Tens of thousands of people joined protests against the Dakota Access Pipeline in all 50 states and in Washington, D.C. on Tuesday, looking to send a clear signal to President Obama: respect Indigenous rights and reject this project.
Many of the protests took place at offices of the US Army Corps of Engineers, the federal agency who must grant or deny the final permit for the pipeline. On Monday, the Army Corps delayed the project so that they could enter into further consultation with leaders from the Standing Rock Sioux Tribe, but refused to deny the permit outright.
"All across the country, we are bringing the proverbial fires of the Oceti Sakowin to the doors of the US Army Corps, demanding action to stop this bakken oil pipeline," said Dallas Goldtooth, Keep it in the Ground Organizer with Indigenous Environmental Network. "Now's the time for the White House administration and its Department of Army to support Indigenous rights and sovereignty by rescinding the pipeline permits and ordering a full EIS. We all stand in solidarity with Standing Rock, because we know this is a fight worth winning."
The rallies began early in the morning in San Francisco, where more than 4,000 people surrounded the Army Corps of Engineers office. Actions continued across the country, from Kansas City to Bangor, Maine. In many places, people connected the fight against Dakota Access to their own local struggles against fossil fuel infrastructure and injustice.
"There are communities going underwater from rising seas," Tara Houska, National Campaigns Director with Honor the Earth. "Cancer clusters, destruction of sacred places. Indigenous people being attacked by dogs, maced, shot with rubber bullets. Climate change is happening now. Dakota Access is bulldozing burial grounds and hurting water protectors now. The delays and noncommittal statements from the Obama administration are disappointing to say the least. We want answers. Conduct an Environmental Impact Statement. Halt the construction of this destructive project."
In Washington, D.C., hundreds of people marched to the headquarters of the Army Corps and blocked the entrances for over two hours, offering prayers and pledges of resistance.
"I came to the capital to stand on behalf of the youth - those that have the ability to articulate themselves and those that are not yet here," said Eryn Wise, with the International Indigenous Youth Council at Sacred Stone Camp. "It is our duty to protect the sacred - be it the water, the land, our sites, or the children. I'm here to be the example for others to see that the youth are demanding that the bar be set higher. We are demanding the right to live our lives in a world with clean water."

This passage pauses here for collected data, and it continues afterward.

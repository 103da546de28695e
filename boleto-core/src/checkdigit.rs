//! Modulo 10 / Modulo 11 check digits and taxpayer document validation
//!
//! All calculators walk the digits right to left. Inputs must be ASCII
//! digits; anything else is rejected instead of being silently skipped.

use crate::{Error, Result};

/// Standard Modulo 11 weight cycle upper bound (weights 2..=9)
pub const MOD11_DEFAULT_BASE: u32 = 9;

/// Bradesco our-number weight cycle upper bound (weights 2..=7)
pub const MOD11_BRADESCO_BASE: u32 = 7;

/// Itaú wallets whose DAC ignores agency and account
pub const ITAU_WALLET_ONLY_DAC: [u16; 4] = [126, 131, 146, 168];

fn digits_of(field: &'static str, value: &str) -> Result<Vec<u32>> {
    value
        .chars()
        .map(|c| c.to_digit(10))
        .collect::<Option<Vec<_>>>()
        .ok_or_else(|| Error::NonNumeric {
            field,
            value: value.to_string(),
        })
}

// =========================================================================
// MODULO 10
// =========================================================================

/// Per-position contributions of the Modulo 10 sum, rightmost digit first.
///
/// Weights alternate 2, 1 starting from the right; a product above 9 is
/// folded into the sum of its digits, so every contribution is at most 9.
pub fn mod10_contributions(value: &str) -> Result<Vec<u32>> {
    let digits = digits_of("mod10", value)?;

    Ok(digits
        .iter()
        .rev()
        .enumerate()
        .map(|(i, d)| {
            let weight = if i % 2 == 0 { 2 } else { 1 };
            let product = d * weight;
            if product > 9 {
                product / 10 + product % 10
            } else {
                product
            }
        })
        .collect())
}

/// Modulo 10 check digit
pub fn mod10(value: &str) -> Result<u32> {
    let sum: u32 = mod10_contributions(value)?.iter().sum();
    Ok((10 - sum % 10) % 10)
}

// =========================================================================
// MODULO 11
// =========================================================================

/// Rendering of a Modulo 11 result of 10
#[derive(Debug, Clone, Copy, PartialEq, Eq)]
pub enum TenAs {
    /// Render as "0" (agency and account digits)
    Zero,
    /// Render as "X" (some wallet and our-number digits)
    X,
}

/// Weighted sum remainder with weights cycling 2..=base from the right
pub fn mod11_remainder(value: &str, base: u32) -> Result<u32> {
    let digits = digits_of("mod11", value)?;
    let span = base.max(2) - 1;

    let sum: u32 = digits
        .iter()
        .rev()
        .enumerate()
        .map(|(i, d)| d * (2 + (i as u32 % span)))
        .sum();

    Ok(sum % 11)
}

/// Modulo 11 digit: `11 - remainder`, with 11 rendered as "0" and 10 per `ten`
pub fn mod11(value: &str, base: u32, ten: TenAs) -> Result<String> {
    let digit = 11 - mod11_remainder(value, base)?;
    Ok(match digit {
        11 => "0".to_string(),
        10 => match ten {
            TenAs::Zero => "0".to_string(),
            TenAs::X => "X".to_string(),
        },
        d => d.to_string(),
    })
}

/// Barcode general check digit over the other 43 digits (0, 10 and 11 become 1)
pub fn barcode_digit(value: &str) -> Result<u32> {
    if value.len() != 43 {
        return Err(Error::InvalidLength {
            field: "barcode",
            expected: 43,
            actual: value.len(),
        });
    }

    let digit = 11 - mod11_remainder(value, MOD11_DEFAULT_BASE)?;
    Ok(match digit {
        0 | 10 | 11 => 1,
        d => d,
    })
}

/// Our number followed by its Modulo 11 digit (Citibank, Santander)
pub fn our_number_with_mod11(our_number: u64) -> Result<String> {
    let value = our_number.to_string();
    let digit = mod11(&value, MOD11_DEFAULT_BASE, TenAs::Zero)?;
    Ok(format!("{}{}", value, digit))
}

/// Bradesco our-number digit over wallet + 11 digit number.
///
/// Remainder 0 gives "0", remainder 1 gives "P".
pub fn bradesco_our_number_digit(wallet: u16, our_number: &str) -> Result<String> {
    let value = format!("{:02}{:0>11}", wallet, our_number);
    Ok(match mod11_remainder(&value, MOD11_BRADESCO_BASE)? {
        0 => "0".to_string(),
        1 => "P".to_string(),
        r => (11 - r).to_string(),
    })
}

/// Banco do Brasil agency digit (4 digits, "X" for 10)
pub fn bb_agency_digit(agency: &str) -> Result<String> {
    mod11(&format!("{:0>4}", agency), MOD11_DEFAULT_BASE, TenAs::X)
}

/// Banco do Brasil account digit (8 digits, "X" for 10)
pub fn bb_account_digit(account: &str) -> Result<String> {
    mod11(&format!("{:0>8}", account), MOD11_DEFAULT_BASE, TenAs::X)
}

/// Itaú DAC over agency + account + wallet + our number
pub fn itau_dac(agency: &str, account: &str, wallet: u16, our_number: &str) -> Result<u32> {
    if ITAU_WALLET_ONLY_DAC.contains(&wallet) {
        mod10(&format!("{:03}{:0>8}", wallet, our_number))
    } else {
        mod10(&format!(
            "{:0>4}{:0>5}{:03}{:0>8}",
            agency, account, wallet, our_number
        ))
    }
}

// =========================================================================
// CPF / CNPJ
// =========================================================================

fn taxpayer_digit(digits: &[u32], weights: &[u32]) -> u32 {
    let sum: u32 = digits.iter().zip(weights).map(|(d, w)| d * w).sum();
    match sum % 11 {
        0 | 1 => 0,
        r => 11 - r,
    }
}

/// Validate an 11 digit CPF, check digits included
pub fn is_valid_cpf(number: &str) -> bool {
    let Ok(digits) = digits_of("cpf", number) else {
        return false;
    };
    if digits.len() != 11 || digits.iter().all(|d| *d == digits[0]) {
        return false;
    }

    let first = taxpayer_digit(&digits[..9], &[10, 9, 8, 7, 6, 5, 4, 3, 2]);
    let second = taxpayer_digit(&digits[..10], &[11, 10, 9, 8, 7, 6, 5, 4, 3, 2]);
    digits[9] == first && digits[10] == second
}

/// Validate a 14 digit CNPJ, check digits included
pub fn is_valid_cnpj(number: &str) -> bool {
    let Ok(digits) = digits_of("cnpj", number) else {
        return false;
    };
    if digits.len() != 14 || digits.iter().all(|d| *d == digits[0]) {
        return false;
    }

    let first = taxpayer_digit(&digits[..12], &[5, 4, 3, 2, 9, 8, 7, 6, 5, 4, 3, 2]);
    let second = taxpayer_digit(&digits[..13], &[6, 5, 4, 3, 2, 9, 8, 7, 6, 5, 4, 3, 2]);
    digits[12] == first && digits[13] == second
}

Indigenous leaders, water protectors, and environmental and social justice activists pledged to keep up the fight against Dakota Access and all projects that threaten our communities and climate.
Protest in New York City
"Now, perhaps more than ever before, we must come together to send a unified message that we will continue to stand in solidarity for the protection of all life & its beautiful diversity," Kandi Mossett, Campaign Organizer with the Indigenous Environmental Network. "We've come too far to be set back now; our strength is in our unity and our love for each other which creates a bond that can never be broken. Join us in our fight to defend the sacred & protect the water. Now is the time to take action."